[Stored data]
//! `wt dump` invocation and line protocol parsing.
//!
//! `wt dump -x` prints a header preamble, a line consisting solely of
//! `Data`, then alternating key/value lines (hex text) until a blank line.
//! [`process_dump`] walks that stream and feeds each record to a
//! [`RecordSink`]; [`dump_table`] wires it to a spawned `wt` process.

use std::io::{BufRead, BufReader};
use std::process::{Child, Command, Stdio};

use crate::wt::config::Config;
use crate::wt::timestamp::Timestamp;
use crate::WtError;

/// Reserved table holding one metadata document per collection.
pub const CATALOG_IDENT: &str = "_mdb_catalog";

/// Per-record hooks invoked by [`process_dump`].
///
/// For every record the parser calls `on_key`, then `on_value`, then
/// `on_record`, exactly once each and in stream order. All three default to
/// no-ops so implementations override only what they need.
pub trait RecordSink {
    fn on_key(&mut self, _key: &str) -> Result<(), WtError> {
        Ok(())
    }

    fn on_value(&mut self, _value: &str) -> Result<(), WtError> {
        Ok(())
    }

    fn on_record(&mut self, _key: &str, _value: &str) -> Result<(), WtError> {
        Ok(())
    }
}

/// Build the `wt` command line for dumping one table.
///
/// Always runs in recovery mode with the MongoDB journal configuration; adds
/// `-t <raw>` when a read timestamp is pinned.
pub fn dump_command(config: &Config, ident: &str, timestamp: Option<Timestamp>) -> Command {
    let mut cmd = Command::new(&config.wt_path);
    cmd.arg("-r")
        .arg("-C")
        .arg("log=(compressor=snappy,path=journal)")
        .arg("-h")
        .arg(&config.home)
        .arg("dump")
        .arg("-x");

    if let Some(ts) = timestamp {
        cmd.arg("-t").arg(ts.raw().to_string());
    }

    cmd.arg(format!("table:{}", ident));
    cmd
}

/// Spawn the dump process with piped stdout.
pub fn spawn_dump(
    config: &Config,
    ident: &str,
    timestamp: Option<Timestamp>,
) -> Result<Child, WtError> {
    dump_command(config, ident, timestamp)
        .stdout(Stdio::piped())
        .spawn()
        .map_err(|e| {
            WtError::Io(format!(
                "Cannot run {}: {}",
                config.wt_path.display(),
                e
            ))
        })
}

/// Parse a dump stream, feeding every record to `sink`.
///
/// Returns the number of records seen. Reaching end-of-stream (or a blank
/// line) before the `Data` marker is a [`WtError::Protocol`] — the
/// collaborator broke its contract and there is nothing to salvage. A key
/// line with no following value line is likewise a protocol error rather
/// than a silently dropped record.
pub fn process_dump(reader: impl BufRead, sink: &mut dyn RecordSink) -> Result<usize, WtError> {
    let mut lines = reader.lines();

    loop {
        let line = match lines.next() {
            None => return Err(WtError::Protocol("no data section".to_string())),
            Some(Err(e)) => return Err(WtError::Io(e.to_string())),
            Some(Ok(line)) => line,
        };
        let line = line.trim();
        if line.is_empty() {
            return Err(WtError::Protocol("no data section".to_string()));
        }
        if line == "Data" {
            break;
        }
    }

    let mut count = 0usize;
    loop {
        let key = match lines.next() {
            None => break, // clean end of section
            Some(Err(e)) => return Err(WtError::Io(e.to_string())),
            Some(Ok(line)) => line.trim().to_string(),
        };
        if key.is_empty() {
            break;
        }

        let value = match lines.next() {
            None => {
                return Err(WtError::Protocol(format!(
                    "truncated dump: key '{}' has no value line",
                    key
                )))
            }
            Some(Err(e)) => return Err(WtError::Io(e.to_string())),
            Some(Ok(line)) => line.trim().to_string(),
        };

        sink.on_key(&key)?;
        sink.on_value(&value)?;
        sink.on_record(&key, &value)?;
        count += 1;
    }

    Ok(count)
}

/// Dump one table end to end: spawn `wt`, parse its stdout, wait for exit.
pub fn dump_table(
    config: &Config,
    ident: &str,
    timestamp: Option<Timestamp>,
    sink: &mut dyn RecordSink,
) -> Result<usize, WtError> {
    let mut child = spawn_dump(config, ident, timestamp)?;
    let stdout = child
        .stdout
        .take()
        .ok_or_else(|| WtError::Io("dump process has no stdout".to_string()))?;

    let result = process_dump(BufReader::new(stdout), sink);

    // Reap the child even when parsing failed.
    let _ = child.wait();

    result
}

Directions:
All that the answer may hold is the lines from the one with "count += 1;" through the end of the data, set down exactly as they appear.

Your response:
        count += 1;
    }

    Ok(count)
}

/// Dump one table end to end: spawn `wt`, parse its stdout, wait for exit.
pub fn dump_table(
    config: &Config,
    ident: &str,
    timestamp: Option<Timestamp>,
    sink: &mut dyn RecordSink,
) -> Result<usize, WtError> {
    let mut child = spawn_dump(config, ident, timestamp)?;
    let stdout = child
        .stdout
        .take()
        .ok_or_else(|| WtError::Io("dump process has no stdout".to_string()))?;

    let result = process_dump(BufReader::new(stdout), sink);

    // Reap the child even when parsing failed.
    let _ = child.wait();

    result
}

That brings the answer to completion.